[WHAT YOU HAVE TO DO]
Reading through the lines below, count those that include the string "Whether"; the answer is that number and nothing else.

[INPUT]
%%
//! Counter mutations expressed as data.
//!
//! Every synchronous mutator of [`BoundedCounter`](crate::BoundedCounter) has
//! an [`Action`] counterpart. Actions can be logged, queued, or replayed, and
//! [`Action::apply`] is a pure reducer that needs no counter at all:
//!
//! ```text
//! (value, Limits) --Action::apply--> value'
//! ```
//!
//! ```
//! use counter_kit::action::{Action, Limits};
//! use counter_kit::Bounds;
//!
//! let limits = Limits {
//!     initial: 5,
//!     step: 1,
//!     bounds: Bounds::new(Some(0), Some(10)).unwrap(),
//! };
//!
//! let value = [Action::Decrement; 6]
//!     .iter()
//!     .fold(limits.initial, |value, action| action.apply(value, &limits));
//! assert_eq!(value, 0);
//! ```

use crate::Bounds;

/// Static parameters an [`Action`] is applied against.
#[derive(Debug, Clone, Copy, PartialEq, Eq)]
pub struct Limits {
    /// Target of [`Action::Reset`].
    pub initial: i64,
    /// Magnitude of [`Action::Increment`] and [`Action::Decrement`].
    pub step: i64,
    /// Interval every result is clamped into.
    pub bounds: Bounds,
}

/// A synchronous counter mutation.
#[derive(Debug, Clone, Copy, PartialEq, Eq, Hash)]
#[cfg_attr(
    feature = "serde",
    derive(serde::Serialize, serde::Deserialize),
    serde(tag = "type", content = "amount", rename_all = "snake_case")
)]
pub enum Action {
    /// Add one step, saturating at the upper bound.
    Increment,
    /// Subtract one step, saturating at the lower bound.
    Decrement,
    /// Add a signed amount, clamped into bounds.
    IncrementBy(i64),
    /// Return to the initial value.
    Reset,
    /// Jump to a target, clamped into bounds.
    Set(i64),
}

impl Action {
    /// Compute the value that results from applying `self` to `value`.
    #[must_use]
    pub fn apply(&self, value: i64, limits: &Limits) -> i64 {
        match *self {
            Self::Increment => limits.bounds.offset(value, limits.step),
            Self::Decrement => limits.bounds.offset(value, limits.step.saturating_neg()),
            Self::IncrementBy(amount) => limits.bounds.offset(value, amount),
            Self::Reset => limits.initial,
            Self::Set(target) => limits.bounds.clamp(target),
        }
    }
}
%%
%%
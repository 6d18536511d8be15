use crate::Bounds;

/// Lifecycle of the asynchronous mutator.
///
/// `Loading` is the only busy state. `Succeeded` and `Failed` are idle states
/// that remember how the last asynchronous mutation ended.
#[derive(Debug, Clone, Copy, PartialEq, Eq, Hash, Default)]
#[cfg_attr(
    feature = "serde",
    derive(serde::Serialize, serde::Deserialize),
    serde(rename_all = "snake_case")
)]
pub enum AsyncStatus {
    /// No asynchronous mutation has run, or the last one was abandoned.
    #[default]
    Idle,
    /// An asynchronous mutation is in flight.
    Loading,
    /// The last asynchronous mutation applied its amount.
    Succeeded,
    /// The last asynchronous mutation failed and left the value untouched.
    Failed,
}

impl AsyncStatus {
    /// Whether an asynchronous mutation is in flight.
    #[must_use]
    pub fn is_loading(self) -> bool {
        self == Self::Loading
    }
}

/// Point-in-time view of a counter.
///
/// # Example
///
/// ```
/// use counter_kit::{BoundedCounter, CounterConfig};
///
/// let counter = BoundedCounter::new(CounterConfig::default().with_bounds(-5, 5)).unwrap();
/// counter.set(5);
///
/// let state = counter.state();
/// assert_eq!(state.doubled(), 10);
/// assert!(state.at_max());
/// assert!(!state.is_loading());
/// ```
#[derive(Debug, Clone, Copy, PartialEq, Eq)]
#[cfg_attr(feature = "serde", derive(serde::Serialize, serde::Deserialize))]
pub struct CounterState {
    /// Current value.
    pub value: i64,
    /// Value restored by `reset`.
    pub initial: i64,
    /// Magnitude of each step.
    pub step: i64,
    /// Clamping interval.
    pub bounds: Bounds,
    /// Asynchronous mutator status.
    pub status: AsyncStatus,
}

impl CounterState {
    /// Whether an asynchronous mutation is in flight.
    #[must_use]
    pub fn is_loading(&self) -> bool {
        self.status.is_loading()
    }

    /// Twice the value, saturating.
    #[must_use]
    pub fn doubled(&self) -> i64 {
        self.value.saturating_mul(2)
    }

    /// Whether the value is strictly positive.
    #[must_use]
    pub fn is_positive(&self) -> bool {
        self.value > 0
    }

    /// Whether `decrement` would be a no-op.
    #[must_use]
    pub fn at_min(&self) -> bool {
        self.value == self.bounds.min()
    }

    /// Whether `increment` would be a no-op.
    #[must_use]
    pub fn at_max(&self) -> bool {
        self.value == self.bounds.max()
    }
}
%%
[TASK ANSWER]
5